TEXT:  The plan to boost growth in the hinterland is 
one of the main issues before the annual session of 
the National People's Congress -- China's legislature.  
Many of the nearly three thousand legislators come 
from landlocked provinces that have not benefited from 
China's dynamic growth over the past twenty years.  
The income gap between the hinterland and the coast is 
growing, and this is breeding resentment in poorer 
areas.
Luciano Bay, who heads the Italy-China Chamber of 
Commerce in Beijing, says investment -- both foreign 
and domestic -- has been concentrated for too long in 
the prosperous coastal areas and big cities.
            //BAY ACTUALITY//
It is essential that investments be redirected to the 
western provinces. First of all to sustain the growth 
of the economy, but most importantly to reduce the gap 
between the individual income of people living in 
Shanghai or Beijing and people living in Chengdu or in 
a small town in Gansu province.
            //END ACTUALITY//
In 1998, per capita gross domestic product for 
Shanghai -- China's richest area -- was 34-hundred 
dollars, whereas in arid Gansu province it was just 
four hundred dollars.
Though Mr. Bay and other foreign business leaders say 
they have so far not been pressured by the government 
to invest in the hinterland, China's top economic 
planner -- Zeng Peiyan -- says the government plans to 
rely on what he calls market forces to speed up 
development there.  Mr. Zeng -- speaking through an 
interpreter -- says western China has several 
advantages over the East.
            //INTERPRETER ACTUALITY//
The advantage of the west is that the population is 
huge and the land is cheap and the resources are 
abundant. The eastern part of China, especially the 
coastal areas, are very crowded, and the land price 
there is more and more expensive.  And also the labor 
cost is getting higher and higher.  And the markets 
there are getting saturated.
            //END ACTUALITY//
Foreign investors have largely shunned China's 
landlocked western and central provinces.  And despite 
Mr. Zeng's upbeat touting of the region as a good 
place to do business, Jeanne-Marie Gescher -- the head 
of the British Chamber of Commerce in China -- says 
she still has doubts about the feasibility of 
investing there.
            //GESCHER ACTUALITY//
We are supportive of expanding into the hinterland.  

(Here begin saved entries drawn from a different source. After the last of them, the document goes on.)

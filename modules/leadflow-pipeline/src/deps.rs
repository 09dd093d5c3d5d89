//! Production wiring: collaborator trait impls over the client modules,
//! plus the dependency bundle handed to every stage.

use std::path::{Path, PathBuf};
use std::sync::Arc;

use anyhow::Result;
use async_trait::async_trait;
use tracing::info;

use ai_client::Claude;
use docstore_client::DocstoreClient;
use leadflow_common::Config;
use mail_client::GmailClient;
use serper_client::{news_digest, SerperClient};
use youtube_client::YoutubeClient;

use crate::linkedin::WebLinkedInResearcher;
use crate::scraper::HttpScraper;
use crate::traits::{
    CaseStudyIndex, ChannelStats, DocumentStore, LeadSource, LlmClient, Mailer, NewsSearcher,
    PageScraper, StoredDocument,
};

/// Run policy flags and local paths.
#[derive(Debug, Clone)]
pub struct RunPolicy {
    /// Lead-source status value considered eligible for processing.
    pub status_filter: String,
    /// Send outreach emails immediately instead of only drafting them.
    /// Off by default: confidence in email quality is required before
    /// enabling direct sends.
    pub send_email_directly: bool,
    /// Mirror reports to the external document store after local save.
    pub save_to_doc_store: bool,
    /// Local durable storage for all reports.
    pub reports_dir: PathBuf,
}

impl Default for RunPolicy {
    fn default() -> Self {
        Self {
            status_filter: "NEW".to_string(),
            send_email_directly: false,
            save_to_doc_store: true,
            reports_dir: PathBuf::from("reports"),
        }
    }
}

/// Immutable dependencies passed to every stage execution.
pub struct PipelineDeps {
    pub llm: Arc<dyn LlmClient>,
    pub leads: Arc<dyn LeadSource>,
    pub docs: Arc<dyn DocumentStore>,
    pub scraper: Arc<dyn PageScraper>,
    pub news: Arc<dyn NewsSearcher>,
    pub channels: Arc<dyn ChannelStats>,
    pub mailer: Arc<dyn Mailer>,
    pub case_studies: Arc<dyn CaseStudyIndex>,
    pub linkedin: Arc<dyn crate::traits::LinkedInResearcher>,
    pub policy: RunPolicy,
}

impl PipelineDeps {
    /// Build production dependencies from config, around an
    /// already-constructed lead source.
    pub fn from_config(config: &Config, leads: Arc<dyn LeadSource>) -> Self {
        let search = Arc::new(SerperClient::new(config.serper_api_key.clone()));
        let llm = Arc::new(Claude::new(
            config.anthropic_api_key.clone(),
            config.model.clone(),
        ));

        Self {
            llm: llm.clone(),
            leads,
            docs: Arc::new(DocstoreClient::new(config.google_api_token.clone())),
            scraper: Arc::new(HttpScraper::new()),
            news: search.clone(),
            channels: Arc::new(YoutubeClient::new(config.youtube_api_key.clone())),
            mailer: Arc::new(GmailClient::new(config.gmail_api_token.clone())),
            case_studies: Arc::new(LocalCaseStudyIndex::new(
                config.case_study_dir.clone(),
                llm,
            )),
            linkedin: Arc::new(WebLinkedInResearcher::new(
                config.rapidapi_key.clone(),
                search,
            )),
            policy: RunPolicy {
                status_filter: "NEW".to_string(),
                send_email_directly: config.send_email_directly,
                save_to_doc_store: config.save_to_doc_store,
                reports_dir: config.reports_dir.clone(),
            },
        }
    }
}

// ---------------------------------------------------------------------------
// Trait adapters over the client modules
// ---------------------------------------------------------------------------

#[async_trait]
impl LlmClient for Claude {
    async fn complete(&self, system: &str, user: &str) -> Result<String> {
        Claude::complete(self, system, user).await
    }

    async fn extract_json(
        &self,
        system: &str,
        user: &str,
        schema: serde_json::Value,
    ) -> Result<serde_json::Value> {
        self.extract_with_schema(system, user, schema).await
    }
}

#[async_trait]
impl DocumentStore for DocstoreClient {
    async fn ensure_folder(&self, path: &str, shareable: bool) -> Result<(String, String)> {
        let folder = DocstoreClient::ensure_folder(self, path, shareable).await?;
        Ok((folder.id, folder.url))
    }

    async fn document_exists(&self, folder: &str, title: &str) -> Result<bool> {
        Ok(DocstoreClient::document_exists(self, folder, title).await?)
    }

    async fn create_document(
        &self,
        content: &str,
        title: &str,
        folder: &str,
        markdown: bool,
        shareable: bool,
    ) -> Result<StoredDocument> {
        let doc =
            DocstoreClient::create_document(self, content, title, folder, markdown, shareable)
                .await?;
        Ok(StoredDocument {
            document_url: doc.document_url,
            shareable_url: doc.shareable_url,
            folder_url: Some(doc.folder_url),
        })
    }

    async fn upload_file(
        &self,
        path: &Path,
        name: &str,
        folder: &str,
        shareable: bool,
    ) -> Result<String> {
        Ok(DocstoreClient::upload_file(self, path, name, folder, shareable).await?)
    }
}

#[async_trait]
impl NewsSearcher for SerperClient {
    async fn recent_news(&self, company: &str) -> Result<String> {
        let items = self.news(company, 10).await?;
        Ok(news_digest(&items))
    }
}

#[async_trait]
impl ChannelStats for YoutubeClient {
    async fn channel_digest(&self, channel_url: &str) -> Result<Option<String>> {
        let digest = YoutubeClient::channel_digest(self, channel_url).await?;
        Ok(Some(digest.to_string()))
    }
}

#[async_trait]
impl Mailer for GmailClient {
    async fn create_draft(&self, recipient: &str, subject: &str, body: &str) -> Result<()> {
        Ok(GmailClient::create_draft(self, recipient, subject, body).await?)
    }

    async fn send_email(&self, recipient: &str, subject: &str, body: &str) -> Result<()> {
        Ok(GmailClient::send_email(self, recipient, subject, body).await?)
    }
}

// ---------------------------------------------------------------------------
// Case-study retrieval
// ---------------------------------------------------------------------------

const PICK_CASE_STUDY: &str = "\
You are matching a sales case study to a research report. From the list
of case-study titles provided, respond with the single title that best
matches the report's industry and problem. Respond with the title only.";

/// Case studies as markdown files in a local directory; the best match
/// for a report is picked by the LLM from the file titles.
pub struct LocalCaseStudyIndex {
    dir: PathBuf,
    llm: Arc<dyn LlmClient>,
}

impl LocalCaseStudyIndex {
    pub fn new(dir: PathBuf, llm: Arc<dyn LlmClient>) -> Self {
        Self { dir, llm }
    }

    fn load_all(&self) -> Vec<(String, String)> {
        let Ok(entries) = std::fs::read_dir(&self.dir) else {
            return Vec::new();
        };
        let mut studies = Vec::new();
        for entry in entries.flatten() {
            let path = entry.path();
            if path.extension().and_then(|e| e.to_str()) != Some("md") {
                continue;
            }
            let title = path
                .file_stem()
                .and_then(|s| s.to_str())
                .unwrap_or_default()
                .to_string();
            if let Ok(content) = std::fs::read_to_string(&path) {
                studies.push((title, content));
            }
        }
        studies.sort_by(|a, b| a.0.cmp(&b.0));
        studies
    }
}

#[async_trait]
impl CaseStudyIndex for LocalCaseStudyIndex {
    async fn similar_case_study(&self, research_report: &str) -> Result<String> {
        let studies = self.load_all();
        match studies.len() {
            0 => Ok("No case study available.".to_string()),
            1 => Ok(studies.into_iter().next().unwrap().1),
            _ => {
                let catalog = studies
                    .iter()
                    .map(|(title, _)| format!("- {title}"))
                    .collect::<Vec<_>>()
                    .join("\n");
                let user = format!("# Report\n\n{research_report}\n\n# Case studies\n\n{catalog}");
                let picked = self.llm.complete(PICK_CASE_STUDY, &user).await?;
                let picked = picked.trim();

                let chosen = studies
                    .iter()
                    .find(|(title, _)| title == picked)
                    .or_else(|| studies.first())
                    .map(|(_, content)| content.clone())
                    .unwrap_or_default();
                info!(case_study = picked, "Selected case study");
                Ok(chosen)
            }
        }
    }
}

The difficulty is that, from a commercial perspective, 
the fundamentals have got to be there.  And I'm not 
sure that a commercial case has been made up for 
investment in the hinterland as a whole.
            //END ACTUALITY//
Ms. Gescher says some local governments in the 
hinterland are offering tax preferences for foreign 
investors. But she says the central government has not 
yet explained whether investments in the west will get 
a reasonable return.
Ernst Behrens, the head of the German Chamber of 
Commerce in China says the prime requirement for 
investors is infrastructure, which is virtually non-
existent in the 10 interior provinces targeted by the 
government plan.
            //BEHRENS ACTUALITY//
The government has to install a proper infrastructure 
because business is following infrastructure.  So we 
need to have transportation.  We need to have energy.  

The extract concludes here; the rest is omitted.